Each year’s games are uploaded onto the website, so you could go all the way back to the first batch to see how the program has developed. The 2010 games are the most recent, and deal in some pretty weighty thematic material. They are all very short, and far less involved than some of the games you’ll to find at Kongregate or Newgrounds. Taken together, the seven entries of the 2010 class are the videogame equivalent of a collection of short stories. They’re all narrow in scope but powerfully focused, and each could probably be finished during your lunch break.
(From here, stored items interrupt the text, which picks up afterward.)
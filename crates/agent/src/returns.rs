use std::sync::Arc;
use std::time::Duration;

use chrono::{DateTime, Utc};
use thiserror::Error;
use tracing::{info, warn};

use returndesk_core::domain::conversation::Message;
use returndesk_core::domain::order::{OrderId, OrderStatus};
use returndesk_core::errors::DomainError;
use returndesk_db::DataStoreGateway;

use crate::errors::{with_timeout, AgentError};
use crate::locks::KeyedLocks;

#[derive(Clone, Debug, PartialEq, Eq)]
pub struct ReturnReceipt {
    pub order_id: OrderId,
    pub previous_status: OrderStatus,
    pub processed_at: DateTime<Utc>,
}

impl ReturnReceipt {
    pub fn summary(&self) -> String {
        format!(
            "Order {} was registered as returned (previous status: {}).",
            self.order_id,
            self.previous_status.as_str()
        )
    }
}

#[derive(Debug, Error)]
pub enum ReturnFailure {
    #[error(transparent)]
    Rejected(#[from] DomainError),
    #[error("order store unavailable: {0}")]
    StoreUnavailable(String),
}

impl ReturnFailure {
    pub fn summary(&self) -> String {
        match self {
            Self::Rejected(error) => error.user_message(),
            Self::StoreUnavailable(_) => {
                "The return could not be confirmed right now. Please check the order status before trying again."
                    .to_string()
            }
        }
    }
}

#[derive(Clone, Debug)]
pub struct ReturnSettings {
    pub enforce_window: bool,
    pub window_days: u32,
    pub call_timeout: Duration,
}

/// Marks orders as returned once a customer has confirmed.
///
/// Calls for the same order are serialized, so a repeated confirmation sees
/// the first one's write and reports `OrderAlreadyReturned`.
pub struct ReturnExecutor {
    data_store: Arc<dyn DataStoreGateway>,
    locks: KeyedLocks,
    settings: ReturnSettings,
}

impl ReturnExecutor {
    pub fn new(data_store: Arc<dyn DataStoreGateway>, settings: ReturnSettings) -> Self {
        Self { data_store, locks: KeyedLocks::new(), settings }
    }

    pub async fn process_return(
        &self,
        order_id: &OrderId,
        thread_context: &[Message],
    ) -> Result<ReturnReceipt, ReturnFailure> {
        let _guard = self.locks.lock(order_id.as_str()).await;

        if !thread_context.iter().any(|message| message.content.contains(order_id.as_str())) {
            warn!(
                event_name = "agent.returns.unmentioned_order",
                order_id = %order_id,
                "return requested for an order the thread never mentioned"
            );
        }

        let order = self.store_call("returns.find_order", self.data_store.find_order(order_id)).await?;
        let Some(order) = order else {
            return Err(DomainError::OrderNotFound { order_id: order_id.clone() }.into());
        };

        if order.status.is_returned() {
            return Err(DomainError::OrderAlreadyReturned { order_id: order_id.clone() }.into());
        }

        let now = Utc::now();
        match order.delivered_at {
            Some(delivered_at) if self.settings.enforce_window => {
                let days_since_delivery = (now - delivered_at).num_days();
                if days_since_delivery > i64::from(self.settings.window_days) {
                    return Err(DomainError::OutsideReturnWindow {
                        order_id: order_id.clone(),
                        days_since_delivery,
                        window_days: self.settings.window_days,
                    }
                    .into());
                }
            }
            Some(_) => {}
            None => {
                info!(
                    event_name = "agent.returns.unverified_eligibility",
                    order_id = %order_id,
                    status = order.status.as_str(),
                    "order has no delivery date; return window not checked"
                );
            }
        }

        // Not raced against call_timeout: a write abandoned mid-flight may still commit.
        let changed = self
            .data_store
            .update_order_status(order_id, &OrderStatus::Returned)
            .await
            .map_err(|error| {
                warn!(
                    event_name = "agent.returns.store_failed",
                    operation = "returns.update_status",
                    error = %error,
                    "order store call failed"
                );
                ReturnFailure::StoreUnavailable(error.to_string())
            })?;
        if !changed {
            return Err(DomainError::OrderAlreadyReturned { order_id: order_id.clone() }.into());
        }

        info!(
            event_name = "agent.returns.processed",
            order_id = %order_id,
            previous_status = order.status.as_str(),
            "order registered as returned"
        );

        Ok(ReturnReceipt { order_id: order_id.clone(), previous_status: order.status, processed_at: now })
    }

    async fn store_call<T, F>(&self, operation: &'static str, future: F) -> Result<T, ReturnFailure>
    where
        F: std::future::Future<Output = Result<T, returndesk_db::RepositoryError>>,
    {
        with_timeout(operation, self.settings.call_timeout, async {
            future.await.map_err(AgentError::from)
        })
        .await
        .map_err(|error| {
            warn!(event_name = "agent.returns.store_failed", operation, error = %error, "order store call failed");
            ReturnFailure::StoreUnavailable(error.to_string())
        })
    }
}

#[cfg(test)]
mod tests {
    use std::sync::Arc;
    use std::time::Duration;

    use async_trait::async_trait;
    use returndesk_core::domain::conversation::Message;
    use returndesk_core::domain::order::{OrderId, OrderRecord, OrderStatus};
    use returndesk_core::errors::DomainError;
    use returndesk_db::fixtures::{
        DEMO_CANCELED, DEMO_DELIVERED_RECENT, DEMO_DELIVERED_STALE, DEMO_RETURNED,
    };
    use returndesk_db::migrations::run_pending;
    use returndesk_db::{
        connect_with_settings, DataStoreGateway, DemoDataset, QueryRow, RepositoryError,
        SqliteDataStore,
    };

    use super::{ReturnExecutor, ReturnFailure, ReturnSettings};

    async fn seeded() -> Arc<SqliteDataStore> {
        let pool = connect_with_settings("sqlite::memory:", 1, 30).await.expect("connect");
        run_pending(&pool).await.expect("migrate");
        DemoDataset::load(&pool).await.expect("seed");
        Arc::new(SqliteDataStore::new(pool))
    }

    fn executor(store: Arc<SqliteDataStore>, enforce_window: bool) -> ReturnExecutor {
        ReturnExecutor::new(
            store,
            ReturnSettings { enforce_window, window_days: 30, call_timeout: Duration::from_secs(5) },
        )
    }

    /// Delegates to a real store but commits status writes slowly.
    struct SlowWriteStore {
        inner: Arc<SqliteDataStore>,
        write_delay: Duration,
    }

    #[async_trait]
    impl DataStoreGateway for SlowWriteStore {
        async fn list_tables(&self) -> Result<Vec<String>, RepositoryError> {
            self.inner.list_tables().await
        }

        async fn get_schema(&self, table_names: &[String]) -> Result<String, RepositoryError> {
            self.inner.get_schema(table_names).await
        }

        async fn execute(&self, query: &str) -> Result<Vec<QueryRow>, RepositoryError> {
            self.inner.execute(query).await
        }

        async fn find_order(&self, order_id: &OrderId) -> Result<Option<OrderRecord>, RepositoryError> {
            self.inner.find_order(order_id).await
        }

        async fn update_order_status(
            &self,
            order_id: &OrderId,
            status: &OrderStatus,
        ) -> Result<bool, RepositoryError> {
            tokio::time::sleep(self.write_delay).await;
            self.inner.update_order_status(order_id, status).await
        }
    }

    fn order(raw: &str) -> OrderId {
        OrderId(raw.to_string())
    }

    #[tokio::test]
    async fn confirmed_return_updates_status_once() {
        let store = seeded().await;
        let returns = executor(Arc::clone(&store), true);
        let id = order(DEMO_DELIVERED_RECENT);
        let context = [Message::user(format!("please return {DEMO_DELIVERED_RECENT}"))];

        let receipt = returns.process_return(&id, &context).await.expect("processed");
        assert_eq!(receipt.previous_status, OrderStatus::Delivered);
        assert!(receipt.summary().contains(DEMO_DELIVERED_RECENT));

        let stored = store.find_order(&id).await.expect("find").expect("order");
        assert!(stored.status.is_returned());

        let second = returns.process_return(&id, &context).await;
        assert!(matches!(
            second,
            Err(ReturnFailure::Rejected(DomainError::OrderAlreadyReturned { .. }))
        ));
    }

    #[tokio::test]
    async fn unknown_order_is_not_found_and_writes_nothing() {
        let store = seeded().await;
        let before = store.execute("SELECT order_id, order_status FROM orders").await.expect("rows");

        let result = executor(Arc::clone(&store), true).process_return(&order("nosuchorder1"), &[]).await;

        assert!(matches!(result, Err(ReturnFailure::Rejected(DomainError::OrderNotFound { .. }))));
        let after = store.execute("SELECT order_id, order_status FROM orders").await.expect("rows");
        assert_eq!(before, after);
    }

    #[tokio::test]
    async fn already_returned_order_is_rejected() {
        let store = seeded().await;
        let result = executor(store, true).process_return(&order(DEMO_RETURNED), &[]).await;
        assert!(matches!(
            result,
            Err(ReturnFailure::Rejected(DomainError::OrderAlreadyReturned { .. }))
        ));
    }

    #[tokio::test]
    async fn return_window_is_enforced_when_configured() {
        let store = seeded().await;
        let id = order(DEMO_DELIVERED_STALE);

        let result = executor(Arc::clone(&store), true).process_return(&id, &[]).await;
        match result {
            Err(ReturnFailure::Rejected(DomainError::OutsideReturnWindow {
                days_since_delivery,
                window_days,
                ..
            })) => {
                assert!(days_since_delivery > 30);
                assert_eq!(window_days, 30);
            }
            other => panic!("expected window rejection, got {other:?}"),
        }
        assert!(!store.find_order(&id).await.expect("find").expect("order").status.is_returned());

        executor(Arc::clone(&store), false).process_return(&id, &[]).await.expect("window off");
    }

    #[tokio::test]
    async fn undelivered_order_is_returned_without_window_check() {
        let store = seeded().await;
        let receipt =
            executor(store, true).process_return(&order(DEMO_CANCELED), &[]).await.expect("processed");
        assert_eq!(receipt.previous_status, OrderStatus::Canceled);
    }

    #[tokio::test]
    async fn slow_status_write_is_reported_as_committed() {
        let store = seeded().await;
        let returns = ReturnExecutor::new(
            Arc::new(SlowWriteStore {
                inner: Arc::clone(&store),
                write_delay: Duration::from_millis(200),
            }),
            ReturnSettings {
                enforce_window: true,
                window_days: 30,
                call_timeout: Duration::from_millis(50),
            },
        );
        let id = order(DEMO_DELIVERED_RECENT);

        let receipt = returns.process_return(&id, &[]).await.expect("slow write still succeeds");
        assert_eq!(receipt.previous_status, OrderStatus::Delivered);
        assert!(store.find_order(&id).await.expect("find").expect("order").status.is_returned());
    }

    #[test]
    fn store_failure_summary_does_not_promise_nothing_changed() {
        let summary = ReturnFailure::StoreUnavailable("disk I/O error".to_string()).summary();
        assert!(!summary.contains("nothing was changed"));
        assert!(summary.contains("check the order status"));
    }

    #[tokio::test(flavor = "multi_thread", worker_threads = 2)]
    async fn concurrent_confirmations_write_once() {
        let store = seeded().await;
        let returns = Arc::new(executor(store, true));
        let id = order(DEMO_DELIVERED_RECENT);

        let first = tokio::spawn({
            let returns = Arc::clone(&returns);
            let id = id.clone();
            async move { returns.process_return(&id, &[]).await.is_ok() }
        });
        let second = tokio::spawn({
            let returns = Arc::clone(&returns);
            let id = id.clone();
            async move { returns.process_return(&id, &[]).await.is_ok() }
        });

        let outcomes = [first.await.expect("join"), second.await.expect("join")];
        assert_eq!(outcomes.iter().filter(|ok| **ok).count(), 1);
    }
}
I have to tip my hat to this program. While these games are simple, some of them are exemplary of what videogames scholar Ian Bogost has termed “procedural rhetoric.” It means that the theme, message, or narrative of the game is delivered by the mechanics themselves, rather than just cutscenes and text explanations. For example, “Elude” is about depression, and the mechanics demonstrate what sufferers of depression experience more than the visuals. The game is a 2D platformer in which the player must work to locate and activate birds that provide a boost to movement and jumping so as to escape through the treetops to happiness. Tarry too long and tentacles rise up from the ground, rendering the player helpless as they drag him into a crushing and inescapable underground cave meant to symbolize depression itself. The procedural rhetoric here argues that it’s a constant struggle for those with depression to work at specific goals (the birds) that lead them away from a severe downturn in mood. Even with that effort, your time in happiness is limited for seemingly no reason, and you can still end up in the doldrums. And the end of the game provides the most potent procedural rhetoric, which I won’t spoil here.

Other subject matter includes Greek tragedy, the peculiar role of memory in dreams, and our subconscious tendency to be trained to recognize and process certain conventions in video game design. Not bad for a two-month development cycle.